(Recorded data begins)

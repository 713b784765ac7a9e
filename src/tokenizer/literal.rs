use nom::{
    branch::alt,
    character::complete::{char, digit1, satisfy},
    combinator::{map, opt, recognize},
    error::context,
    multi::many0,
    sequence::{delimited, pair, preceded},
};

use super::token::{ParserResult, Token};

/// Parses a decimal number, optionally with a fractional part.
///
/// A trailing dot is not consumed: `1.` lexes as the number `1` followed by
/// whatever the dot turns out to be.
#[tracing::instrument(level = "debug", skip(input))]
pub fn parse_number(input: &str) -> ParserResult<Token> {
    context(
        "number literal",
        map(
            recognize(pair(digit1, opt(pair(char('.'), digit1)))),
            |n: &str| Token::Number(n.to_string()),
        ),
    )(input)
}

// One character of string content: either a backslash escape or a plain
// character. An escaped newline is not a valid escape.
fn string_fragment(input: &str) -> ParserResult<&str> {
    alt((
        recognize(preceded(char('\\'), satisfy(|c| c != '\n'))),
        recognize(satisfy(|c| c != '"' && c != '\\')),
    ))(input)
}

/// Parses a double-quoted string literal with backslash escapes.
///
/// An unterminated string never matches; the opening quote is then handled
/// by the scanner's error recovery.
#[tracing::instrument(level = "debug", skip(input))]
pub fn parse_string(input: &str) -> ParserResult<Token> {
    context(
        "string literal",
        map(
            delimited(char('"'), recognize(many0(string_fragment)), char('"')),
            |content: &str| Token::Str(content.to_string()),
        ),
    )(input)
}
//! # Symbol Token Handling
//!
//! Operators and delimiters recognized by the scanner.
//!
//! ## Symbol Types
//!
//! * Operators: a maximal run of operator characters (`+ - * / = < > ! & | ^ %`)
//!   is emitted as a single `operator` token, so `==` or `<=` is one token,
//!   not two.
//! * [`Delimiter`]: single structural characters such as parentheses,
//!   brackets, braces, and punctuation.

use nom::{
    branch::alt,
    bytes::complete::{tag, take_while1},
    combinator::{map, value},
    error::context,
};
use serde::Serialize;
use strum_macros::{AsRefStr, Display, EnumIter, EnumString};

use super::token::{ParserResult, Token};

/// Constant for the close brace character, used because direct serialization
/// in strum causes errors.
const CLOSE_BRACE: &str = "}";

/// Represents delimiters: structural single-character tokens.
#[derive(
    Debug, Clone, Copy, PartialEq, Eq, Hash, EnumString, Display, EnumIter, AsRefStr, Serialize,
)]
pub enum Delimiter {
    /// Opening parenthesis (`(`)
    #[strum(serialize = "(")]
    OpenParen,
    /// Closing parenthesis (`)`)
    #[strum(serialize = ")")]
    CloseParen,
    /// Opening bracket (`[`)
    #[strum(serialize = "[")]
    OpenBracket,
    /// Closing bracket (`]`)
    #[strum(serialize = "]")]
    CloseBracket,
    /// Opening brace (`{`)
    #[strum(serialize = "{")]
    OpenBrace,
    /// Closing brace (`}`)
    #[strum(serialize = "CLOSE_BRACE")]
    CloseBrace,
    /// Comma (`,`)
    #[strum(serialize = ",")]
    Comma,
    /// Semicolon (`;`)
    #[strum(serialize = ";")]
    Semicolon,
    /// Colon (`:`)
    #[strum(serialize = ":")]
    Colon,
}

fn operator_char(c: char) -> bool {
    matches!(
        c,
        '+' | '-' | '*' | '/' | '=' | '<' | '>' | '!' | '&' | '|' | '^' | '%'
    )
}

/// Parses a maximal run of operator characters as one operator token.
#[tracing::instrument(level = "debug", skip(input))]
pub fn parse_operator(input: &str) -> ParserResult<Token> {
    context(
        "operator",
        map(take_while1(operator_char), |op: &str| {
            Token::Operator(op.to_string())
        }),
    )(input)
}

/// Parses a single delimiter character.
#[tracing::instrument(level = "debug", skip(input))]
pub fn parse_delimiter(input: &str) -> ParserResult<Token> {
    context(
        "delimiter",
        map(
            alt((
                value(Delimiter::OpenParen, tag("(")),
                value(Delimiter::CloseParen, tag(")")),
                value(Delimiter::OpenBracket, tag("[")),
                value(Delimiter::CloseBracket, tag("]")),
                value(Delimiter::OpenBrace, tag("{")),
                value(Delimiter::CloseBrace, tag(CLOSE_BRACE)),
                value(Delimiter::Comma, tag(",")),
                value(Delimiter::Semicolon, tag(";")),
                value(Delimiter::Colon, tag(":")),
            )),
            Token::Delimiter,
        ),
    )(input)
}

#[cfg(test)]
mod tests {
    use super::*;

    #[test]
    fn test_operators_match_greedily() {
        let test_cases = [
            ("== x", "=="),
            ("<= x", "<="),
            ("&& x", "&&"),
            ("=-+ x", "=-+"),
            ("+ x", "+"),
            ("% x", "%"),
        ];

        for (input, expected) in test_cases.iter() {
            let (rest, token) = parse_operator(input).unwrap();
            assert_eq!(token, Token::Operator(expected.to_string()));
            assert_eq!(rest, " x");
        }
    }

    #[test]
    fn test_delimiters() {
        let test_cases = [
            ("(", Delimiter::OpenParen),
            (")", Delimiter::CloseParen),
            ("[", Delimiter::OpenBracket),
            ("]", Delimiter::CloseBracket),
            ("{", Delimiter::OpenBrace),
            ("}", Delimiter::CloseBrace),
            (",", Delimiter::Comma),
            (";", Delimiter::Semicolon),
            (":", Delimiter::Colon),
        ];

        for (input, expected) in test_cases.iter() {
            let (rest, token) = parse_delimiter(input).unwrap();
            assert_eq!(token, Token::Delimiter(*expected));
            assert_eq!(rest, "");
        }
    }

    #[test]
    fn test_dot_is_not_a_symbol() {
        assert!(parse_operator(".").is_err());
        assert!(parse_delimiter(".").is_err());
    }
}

(Recorded data ends)

Could you find every line in the records above that contains the word "characters" and copy it?

Answer for this exercise:
//! * Operators: a maximal run of operator characters (`+ - * / = < > ! & | ^ %`)
//! * [`Delimiter`]: single structural characters such as parentheses,
/// Parses a maximal run of operator characters as one operator token.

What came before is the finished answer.